Data to examine Start Marker
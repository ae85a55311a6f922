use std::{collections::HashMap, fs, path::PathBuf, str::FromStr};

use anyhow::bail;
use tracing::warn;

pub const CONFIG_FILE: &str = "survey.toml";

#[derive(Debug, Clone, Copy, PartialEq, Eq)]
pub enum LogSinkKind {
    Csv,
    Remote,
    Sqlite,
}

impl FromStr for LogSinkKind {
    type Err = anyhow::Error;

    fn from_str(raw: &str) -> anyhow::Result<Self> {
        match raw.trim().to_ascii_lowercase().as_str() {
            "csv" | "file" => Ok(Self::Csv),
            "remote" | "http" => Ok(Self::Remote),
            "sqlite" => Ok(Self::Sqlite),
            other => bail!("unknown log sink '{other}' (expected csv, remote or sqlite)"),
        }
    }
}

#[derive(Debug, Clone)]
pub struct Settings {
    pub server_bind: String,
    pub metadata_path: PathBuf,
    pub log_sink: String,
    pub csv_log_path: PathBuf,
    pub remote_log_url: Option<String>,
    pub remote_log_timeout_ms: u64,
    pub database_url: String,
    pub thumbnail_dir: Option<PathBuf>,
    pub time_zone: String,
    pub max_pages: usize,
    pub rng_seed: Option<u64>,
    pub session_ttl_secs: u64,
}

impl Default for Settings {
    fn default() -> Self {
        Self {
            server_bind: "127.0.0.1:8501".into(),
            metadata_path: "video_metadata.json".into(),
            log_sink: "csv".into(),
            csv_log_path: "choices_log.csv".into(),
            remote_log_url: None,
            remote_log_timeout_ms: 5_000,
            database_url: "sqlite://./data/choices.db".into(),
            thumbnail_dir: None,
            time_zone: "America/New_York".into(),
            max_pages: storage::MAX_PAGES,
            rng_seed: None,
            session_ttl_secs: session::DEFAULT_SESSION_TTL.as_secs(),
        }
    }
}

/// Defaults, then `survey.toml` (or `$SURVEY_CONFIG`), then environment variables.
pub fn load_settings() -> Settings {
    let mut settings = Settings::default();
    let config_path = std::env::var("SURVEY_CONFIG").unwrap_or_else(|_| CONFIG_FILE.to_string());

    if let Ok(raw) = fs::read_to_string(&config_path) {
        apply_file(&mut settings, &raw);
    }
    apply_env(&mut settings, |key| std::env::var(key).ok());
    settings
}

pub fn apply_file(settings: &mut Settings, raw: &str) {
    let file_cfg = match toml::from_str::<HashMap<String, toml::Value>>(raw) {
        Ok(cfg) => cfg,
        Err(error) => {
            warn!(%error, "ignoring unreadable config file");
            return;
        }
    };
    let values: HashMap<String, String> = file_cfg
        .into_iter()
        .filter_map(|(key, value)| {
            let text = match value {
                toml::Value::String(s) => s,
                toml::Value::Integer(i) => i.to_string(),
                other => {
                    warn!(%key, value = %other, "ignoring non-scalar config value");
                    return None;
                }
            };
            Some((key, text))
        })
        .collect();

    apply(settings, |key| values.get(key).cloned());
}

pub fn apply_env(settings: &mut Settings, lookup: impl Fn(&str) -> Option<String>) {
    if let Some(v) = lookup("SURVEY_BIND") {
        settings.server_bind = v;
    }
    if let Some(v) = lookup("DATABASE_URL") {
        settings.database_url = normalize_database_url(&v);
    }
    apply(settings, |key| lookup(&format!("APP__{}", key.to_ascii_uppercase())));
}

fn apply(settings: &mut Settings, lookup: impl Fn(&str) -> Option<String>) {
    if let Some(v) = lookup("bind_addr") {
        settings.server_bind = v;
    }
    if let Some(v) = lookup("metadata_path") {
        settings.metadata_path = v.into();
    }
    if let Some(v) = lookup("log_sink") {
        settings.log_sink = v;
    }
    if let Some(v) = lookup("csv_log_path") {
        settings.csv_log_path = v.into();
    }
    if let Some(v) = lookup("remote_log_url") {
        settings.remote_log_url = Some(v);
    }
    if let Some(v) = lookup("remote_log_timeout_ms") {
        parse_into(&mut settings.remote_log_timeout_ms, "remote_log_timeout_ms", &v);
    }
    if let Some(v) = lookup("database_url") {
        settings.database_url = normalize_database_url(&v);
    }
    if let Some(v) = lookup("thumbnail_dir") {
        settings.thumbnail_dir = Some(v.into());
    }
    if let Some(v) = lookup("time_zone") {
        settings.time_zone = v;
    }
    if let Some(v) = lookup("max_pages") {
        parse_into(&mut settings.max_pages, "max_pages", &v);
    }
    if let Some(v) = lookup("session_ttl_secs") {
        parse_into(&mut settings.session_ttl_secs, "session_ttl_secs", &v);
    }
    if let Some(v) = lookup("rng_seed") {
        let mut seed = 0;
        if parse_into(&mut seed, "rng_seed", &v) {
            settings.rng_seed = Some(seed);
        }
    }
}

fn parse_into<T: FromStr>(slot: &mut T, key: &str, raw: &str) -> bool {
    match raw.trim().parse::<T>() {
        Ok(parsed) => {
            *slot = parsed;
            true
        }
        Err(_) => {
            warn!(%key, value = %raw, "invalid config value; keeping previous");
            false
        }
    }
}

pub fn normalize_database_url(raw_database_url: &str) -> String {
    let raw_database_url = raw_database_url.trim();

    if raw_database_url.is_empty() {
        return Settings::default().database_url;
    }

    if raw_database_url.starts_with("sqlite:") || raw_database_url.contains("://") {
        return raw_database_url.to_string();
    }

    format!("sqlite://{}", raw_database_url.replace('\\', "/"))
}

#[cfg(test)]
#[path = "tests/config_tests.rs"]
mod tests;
Data to examine End Marker
▶ _Assignment_
A complete and exact reproduction of the data is needed.

▶ _Solution for this problem_
repository ae85a55311a6f922
use std::{collections::HashMap, fs, path::PathBuf, str::FromStr};

use anyhow::bail;
use tracing::warn;

pub const CONFIG_FILE: &str = "survey.toml";

#[derive(Debug, Clone, Copy, PartialEq, Eq)]
pub enum LogSinkKind {
    Csv,
    Remote,
    Sqlite,
}

impl FromStr for LogSinkKind {
    type Err = anyhow::Error;

    fn from_str(raw: &str) -> anyhow::Result<Self> {
        match raw.trim().to_ascii_lowercase().as_str() {
            "csv" | "file" => Ok(Self::Csv),
            "remote" | "http" => Ok(Self::Remote),
            "sqlite" => Ok(Self::Sqlite),
            other => bail!("unknown log sink '{other}' (expected csv, remote or sqlite)"),
        }
    }
}

#[derive(Debug, Clone)]
pub struct Settings {
    pub server_bind: String,
    pub metadata_path: PathBuf,
    pub log_sink: String,
    pub csv_log_path: PathBuf,
    pub remote_log_url: Option<String>,
    pub remote_log_timeout_ms: u64,
    pub database_url: String,
    pub thumbnail_dir: Option<PathBuf>,
    pub time_zone: String,
    pub max_pages: usize,
    pub rng_seed: Option<u64>,
    pub session_ttl_secs: u64,
}

impl Default for Settings {
    fn default() -> Self {
        Self {
            server_bind: "127.0.0.1:8501".into(),
            metadata_path: "video_metadata.json".into(),
            log_sink: "csv".into(),
            csv_log_path: "choices_log.csv".into(),
            remote_log_url: None,
            remote_log_timeout_ms: 5_000,
            database_url: "sqlite://./data/choices.db".into(),
            thumbnail_dir: None,
            time_zone: "America/New_York".into(),
            max_pages: storage::MAX_PAGES,
            rng_seed: None,
            session_ttl_secs: session::DEFAULT_SESSION_TTL.as_secs(),
        }
    }
}

/// Defaults, then `survey.toml` (or `$SURVEY_CONFIG`), then environment variables.
pub fn load_settings() -> Settings {
    let mut settings = Settings::default();
    let config_path = std::env::var("SURVEY_CONFIG").unwrap_or_else(|_| CONFIG_FILE.to_string());

    if let Ok(raw) = fs::read_to_string(&config_path) {
        apply_file(&mut settings, &raw);
    }
    apply_env(&mut settings, |key| std::env::var(key).ok());
    settings
}

pub fn apply_file(settings: &mut Settings, raw: &str) {
    let file_cfg = match toml::from_str::<HashMap<String, toml::Value>>(raw) {
        Ok(cfg) => cfg,
        Err(error) => {
            warn!(%error, "ignoring unreadable config file");
            return;
        }
    };
    let values: HashMap<String, String> = file_cfg
        .into_iter()
        .filter_map(|(key, value)| {
            let text = match value {
                toml::Value::String(s) => s,
                toml::Value::Integer(i) => i.to_string(),
                other => {
                    warn!(%key, value = %other, "ignoring non-scalar config value");
                    return None;
                }
            };
            Some((key, text))
        })
        .collect();

    apply(settings, |key| values.get(key).cloned());
}

pub fn apply_env(settings: &mut Settings, lookup: impl Fn(&str) -> Option<String>) {
    if let Some(v) = lookup("SURVEY_BIND") {
        settings.server_bind = v;
    }
    if let Some(v) = lookup("DATABASE_URL") {
        settings.database_url = normalize_database_url(&v);
    }
    apply(settings, |key| lookup(&format!("APP__{}", key.to_ascii_uppercase())));
}

fn apply(settings: &mut Settings, lookup: impl Fn(&str) -> Option<String>) {
    if let Some(v) = lookup("bind_addr") {
        settings.server_bind = v;
    }
    if let Some(v) = lookup("metadata_path") {
        settings.metadata_path = v.into();
    }
    if let Some(v) = lookup("log_sink") {
        settings.log_sink = v;
    }
    if let Some(v) = lookup("csv_log_path") {
        settings.csv_log_path = v.into();
    }
    if let Some(v) = lookup("remote_log_url") {
        settings.remote_log_url = Some(v);
    }
    if let Some(v) = lookup("remote_log_timeout_ms") {
        parse_into(&mut settings.remote_log_timeout_ms, "remote_log_timeout_ms", &v);
    }
    if let Some(v) = lookup("database_url") {
        settings.database_url = normalize_database_url(&v);
    }
    if let Some(v) = lookup("thumbnail_dir") {
        settings.thumbnail_dir = Some(v.into());
    }
    if let Some(v) = lookup("time_zone") {
        settings.time_zone = v;
    }
    if let Some(v) = lookup("max_pages") {
        parse_into(&mut settings.max_pages, "max_pages", &v);
    }
    if let Some(v) = lookup("session_ttl_secs") {
        parse_into(&mut settings.session_ttl_secs, "session_ttl_secs", &v);
    }
    if let Some(v) = lookup("rng_seed") {
        let mut seed = 0;
        if parse_into(&mut seed, "rng_seed", &v) {
            settings.rng_seed = Some(seed);
        }
    }
}

fn parse_into<T: FromStr>(slot: &mut T, key: &str, raw: &str) -> bool {
    match raw.trim().parse::<T>() {
        Ok(parsed) => {
            *slot = parsed;
            true
        }
        Err(_) => {
            warn!(%key, value = %raw, "invalid config value; keeping previous");
            false
        }
    }
}

pub fn normalize_database_url(raw_database_url: &str) -> String {
    let raw_database_url = raw_database_url.trim();

    if raw_database_url.is_empty() {
        return Settings::default().database_url;
    }

    if raw_database_url.starts_with("sqlite:") || raw_database_url.contains("://") {
        return raw_database_url.to_string();
    }

    format!("sqlite://{}", raw_database_url.replace('\\', "/"))
}

#[cfg(test)]
#[path = "tests/config_tests.rs"]
mod tests;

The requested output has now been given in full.